■ **Task prompt**
Which lines of the material contain the word "HeaderConfig"? Show each one.

■ **Records for this exercise**
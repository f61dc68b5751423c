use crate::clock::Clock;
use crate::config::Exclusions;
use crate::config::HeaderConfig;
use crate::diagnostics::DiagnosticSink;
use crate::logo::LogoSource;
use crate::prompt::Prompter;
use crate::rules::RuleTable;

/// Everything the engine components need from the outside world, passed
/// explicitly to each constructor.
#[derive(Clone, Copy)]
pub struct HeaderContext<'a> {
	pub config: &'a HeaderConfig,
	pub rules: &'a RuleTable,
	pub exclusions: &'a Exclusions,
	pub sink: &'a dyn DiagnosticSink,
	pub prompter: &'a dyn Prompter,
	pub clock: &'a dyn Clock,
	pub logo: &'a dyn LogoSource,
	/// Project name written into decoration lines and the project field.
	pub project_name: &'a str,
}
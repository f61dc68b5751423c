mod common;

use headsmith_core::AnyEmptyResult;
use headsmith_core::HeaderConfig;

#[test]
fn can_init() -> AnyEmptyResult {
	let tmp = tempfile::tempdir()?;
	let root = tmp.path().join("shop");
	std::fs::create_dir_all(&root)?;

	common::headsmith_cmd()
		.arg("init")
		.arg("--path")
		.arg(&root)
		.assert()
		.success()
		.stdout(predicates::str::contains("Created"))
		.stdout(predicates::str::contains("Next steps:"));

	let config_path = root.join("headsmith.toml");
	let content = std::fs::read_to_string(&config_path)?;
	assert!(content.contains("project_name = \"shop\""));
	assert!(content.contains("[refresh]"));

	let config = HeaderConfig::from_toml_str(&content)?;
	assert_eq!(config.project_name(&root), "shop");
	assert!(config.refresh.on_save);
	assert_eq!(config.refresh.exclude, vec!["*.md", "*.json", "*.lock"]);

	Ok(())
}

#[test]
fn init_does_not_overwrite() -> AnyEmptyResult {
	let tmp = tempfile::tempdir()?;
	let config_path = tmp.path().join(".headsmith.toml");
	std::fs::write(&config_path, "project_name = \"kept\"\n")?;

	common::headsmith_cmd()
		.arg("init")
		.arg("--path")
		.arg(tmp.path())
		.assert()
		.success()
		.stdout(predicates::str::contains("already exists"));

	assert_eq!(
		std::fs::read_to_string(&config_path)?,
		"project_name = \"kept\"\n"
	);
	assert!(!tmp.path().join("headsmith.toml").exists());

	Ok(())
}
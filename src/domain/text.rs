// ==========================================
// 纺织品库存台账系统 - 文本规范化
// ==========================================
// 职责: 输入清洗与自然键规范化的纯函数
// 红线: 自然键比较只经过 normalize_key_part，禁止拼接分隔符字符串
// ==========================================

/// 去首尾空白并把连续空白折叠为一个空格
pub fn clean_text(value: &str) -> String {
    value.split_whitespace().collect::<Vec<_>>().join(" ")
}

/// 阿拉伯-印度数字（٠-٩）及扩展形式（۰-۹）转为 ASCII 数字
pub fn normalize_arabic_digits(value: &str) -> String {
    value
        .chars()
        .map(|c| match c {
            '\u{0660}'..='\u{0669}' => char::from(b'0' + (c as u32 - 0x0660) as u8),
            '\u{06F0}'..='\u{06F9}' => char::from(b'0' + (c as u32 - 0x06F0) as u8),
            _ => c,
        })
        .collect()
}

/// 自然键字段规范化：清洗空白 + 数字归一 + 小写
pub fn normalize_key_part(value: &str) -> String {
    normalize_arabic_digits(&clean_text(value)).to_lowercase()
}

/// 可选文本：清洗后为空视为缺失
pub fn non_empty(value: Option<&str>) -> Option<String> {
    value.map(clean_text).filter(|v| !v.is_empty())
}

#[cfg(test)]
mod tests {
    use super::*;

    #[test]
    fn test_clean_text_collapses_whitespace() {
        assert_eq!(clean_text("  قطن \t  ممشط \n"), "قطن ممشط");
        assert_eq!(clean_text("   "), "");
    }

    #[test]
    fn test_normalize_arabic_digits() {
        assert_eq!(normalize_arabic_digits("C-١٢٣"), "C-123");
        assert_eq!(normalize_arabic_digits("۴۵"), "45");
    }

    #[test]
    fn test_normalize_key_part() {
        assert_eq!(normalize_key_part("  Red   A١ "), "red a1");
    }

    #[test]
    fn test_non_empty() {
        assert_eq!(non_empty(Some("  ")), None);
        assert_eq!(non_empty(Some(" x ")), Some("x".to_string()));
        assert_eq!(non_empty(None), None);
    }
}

■ **Answer box**
use crate::config::HeaderConfig;
	pub config: &'a HeaderConfig,
use headsmith_core::HeaderConfig;
	let config = HeaderConfig::from_toml_str(&content)?;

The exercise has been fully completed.